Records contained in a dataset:
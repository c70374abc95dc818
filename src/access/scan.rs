use crate::common::{
    compare_attrs, AttrType, Attribute, BlockNum, Op, RecId, RelId, Result, StoreError,
};
use crate::engine::StorageEngine;
use crate::storage::block::RecBuffer;

impl StorageEngine {
    /// Walks the block chain from `(block, slot)` and returns the first
    /// occupied record accepted by `accept`.
    pub(crate) fn scan_from<F>(
        &mut self,
        mut block: Option<BlockNum>,
        mut slot: usize,
        types: &[AttrType],
        mut accept: F,
    ) -> Result<Option<(RecId, Vec<Attribute>)>>
    where
        F: FnMut(&[Attribute]) -> bool,
    {
        while let Some(current) = block {
            let buffer = RecBuffer::open(&self.pool, current)?;
            let head = buffer.header(&mut self.pool)?;
            let slot_map = buffer.slot_map(&mut self.pool)?;

            for (s, state) in slot_map.iter().enumerate().skip(slot) {
                if !state.is_occupied() {
                    continue;
                }
                let record = buffer.record(&mut self.pool, s, types)?;
                if accept(&record) {
                    return Ok(Some((RecId::new(current, s), record)));
                }
            }

            block = head.rblock;
            slot = 0;
        }
        Ok(None)
    }

    /// Position the relation's scan resumes from.
    fn scan_start(&self, rel_id: RelId) -> Result<(Option<BlockNum>, usize)> {
        Ok(match self.open_rels.rel_search_index(rel_id)? {
            None => (self.open_rels.rel_cat_entry(rel_id)?.first_blk, 0),
            Some(prev) => (Some(prev.block), prev.slot + 1),
        })
    }

    /// Returns the next record after the relation's search cursor whose
    /// `attr_name` value satisfies `op` against `value`, and moves the
    /// cursor onto it. `None` means the scan is exhausted; the cursor is
    /// then left where it was.
    pub fn linear_search(
        &mut self,
        rel_id: RelId,
        attr_name: &str,
        value: &Attribute,
        op: Op,
    ) -> Result<Option<RecId>> {
        let offset = self.open_rels.attr_cat_entry(rel_id, attr_name)?.offset;
        let types = self.open_rels.get(rel_id)?.attr_types();
        let (block, slot) = self.scan_start(rel_id)?;

        let found = self.scan_from(block, slot, &types, |record| {
            op.matches(compare_attrs(&record[offset], value))
        })?;
        match found {
            Some((rec_id, _)) => {
                self.open_rels.set_rel_search_index(rel_id, Some(rec_id))?;
                Ok(Some(rec_id))
            }
            None => Ok(None),
        }
    }

    /// Finds one record whose `attr_name` value satisfies `op`. Uses the
    /// attribute's B+ tree when it has one, otherwise a linear scan; both
    /// resume from the cursor left by the previous call.
    pub fn search(
        &mut self,
        rel_id: RelId,
        attr_name: &str,
        value: &Attribute,
        op: Op,
    ) -> Result<Vec<Attribute>> {
        let attr = self.open_rels.attr_cat_entry(rel_id, attr_name)?;
        let indexed = attr.root_block.is_some();
        value.check(attr.attr_type)?;

        let rec_id = if indexed {
            self.bplus_search(rel_id, attr_name, value, op)?
        } else {
            self.linear_search(rel_id, attr_name, value, op)?
        };
        let rec_id = rec_id.ok_or(StoreError::NotFound)?;

        let types = self.open_rels.get(rel_id)?.attr_types();
        self.read_record(rec_id, &types)
    }

    /// Returns the next live record of the relation in block-then-slot
    /// order, or `NotFound` once every record has been returned. Reset the
    /// relation's search cursor to start over.
    pub fn project(&mut self, rel_id: RelId) -> Result<Vec<Attribute>> {
        let types = self.open_rels.get(rel_id)?.attr_types();
        let (block, slot) = self.scan_start(rel_id)?;

        let (rec_id, record) = self
            .scan_from(block, slot, &types, |_| true)?
            .ok_or(StoreError::NotFound)?;
        self.open_rels.set_rel_search_index(rel_id, Some(rec_id))?;
        Ok(record)
    }
}
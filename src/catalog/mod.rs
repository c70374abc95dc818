//! The relation and attribute catalogs and the open relation table that
//! caches their rows for open relations.

mod bootstrap;
mod entry;
mod open_rel_table;

pub use bootstrap::*;
pub use entry::*;
pub use open_rel_table::*;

Problem: Restate every line of the data above exactly as it was written.

Output of the exercise:
repository c70374abc95dc818
filename src/access/scan.rs
use crate::common::{
    compare_attrs, AttrType, Attribute, BlockNum, Op, RecId, RelId, Result, StoreError,
};
use crate::engine::StorageEngine;
use crate::storage::block::RecBuffer;

impl StorageEngine {
    /// Walks the block chain from `(block, slot)` and returns the first
    /// occupied record accepted by `accept`.
    pub(crate) fn scan_from<F>(
        &mut self,
        mut block: Option<BlockNum>,
        mut slot: usize,
        types: &[AttrType],
        mut accept: F,
    ) -> Result<Option<(RecId, Vec<Attribute>)>>
    where
        F: FnMut(&[Attribute]) -> bool,
    {
        while let Some(current) = block {
            let buffer = RecBuffer::open(&self.pool, current)?;
            let head = buffer.header(&mut self.pool)?;
            let slot_map = buffer.slot_map(&mut self.pool)?;

            for (s, state) in slot_map.iter().enumerate().skip(slot) {
                if !state.is_occupied() {
                    continue;
                }
                let record = buffer.record(&mut self.pool, s, types)?;
                if accept(&record) {
                    return Ok(Some((RecId::new(current, s), record)));
                }
            }

            block = head.rblock;
            slot = 0;
        }
        Ok(None)
    }

    /// Position the relation's scan resumes from.
    fn scan_start(&self, rel_id: RelId) -> Result<(Option<BlockNum>, usize)> {
        Ok(match self.open_rels.rel_search_index(rel_id)? {
            None => (self.open_rels.rel_cat_entry(rel_id)?.first_blk, 0),
            Some(prev) => (Some(prev.block), prev.slot + 1),
        })
    }

    /// Returns the next record after the relation's search cursor whose
    /// `attr_name` value satisfies `op` against `value`, and moves the
    /// cursor onto it. `None` means the scan is exhausted; the cursor is
    /// then left where it was.
    pub fn linear_search(
        &mut self,
        rel_id: RelId,
        attr_name: &str,
        value: &Attribute,
        op: Op,
    ) -> Result<Option<RecId>> {
        let offset = self.open_rels.attr_cat_entry(rel_id, attr_name)?.offset;
        let types = self.open_rels.get(rel_id)?.attr_types();
        let (block, slot) = self.scan_start(rel_id)?;

        let found = self.scan_from(block, slot, &types, |record| {
            op.matches(compare_attrs(&record[offset], value))
        })?;
        match found {
            Some((rec_id, _)) => {
                self.open_rels.set_rel_search_index(rel_id, Some(rec_id))?;
                Ok(Some(rec_id))
            }
            None => Ok(None),
        }
    }

    /// Finds one record whose `attr_name` value satisfies `op`. Uses the
    /// attribute's B+ tree when it has one, otherwise a linear scan; both
    /// resume from the cursor left by the previous call.
    pub fn search(
        &mut self,
        rel_id: RelId,
        attr_name: &str,
        value: &Attribute,
        op: Op,
    ) -> Result<Vec<Attribute>> {
        let attr = self.open_rels.attr_cat_entry(rel_id, attr_name)?;
        let indexed = attr.root_block.is_some();
        value.check(attr.attr_type)?;

        let rec_id = if indexed {
            self.bplus_search(rel_id, attr_name, value, op)?
        } else {
            self.linear_search(rel_id, attr_name, value, op)?
        };
        let rec_id = rec_id.ok_or(StoreError::NotFound)?;

        let types = self.open_rels.get(rel_id)?.attr_types();
        self.read_record(rec_id, &types)
    }

    /// Returns the next live record of the relation in block-then-slot
    /// order, or `NotFound` once every record has been returned. Reset the
    /// relation's search cursor to start over.
    pub fn project(&mut self, rel_id: RelId) -> Result<Vec<Attribute>> {
        let types = self.open_rels.get(rel_id)?.attr_types();
        let (block, slot) = self.scan_start(rel_id)?;

        let (rec_id, record) = self
            .scan_from(block, slot, &types, |_| true)?
            .ok_or(StoreError::NotFound)?;
        self.open_rels.set_rel_search_index(rel_id, Some(rec_id))?;
        Ok(record)
    }
}
filename src/catalog/mod.rs
repository c70374abc95dc818
//! The relation and attribute catalogs and the open relation table that
//! caches their rows for open relations.

mod bootstrap;
mod entry;
mod open_rel_table;

pub use bootstrap::*;
pub use entry::*;
pub use open_rel_table::*;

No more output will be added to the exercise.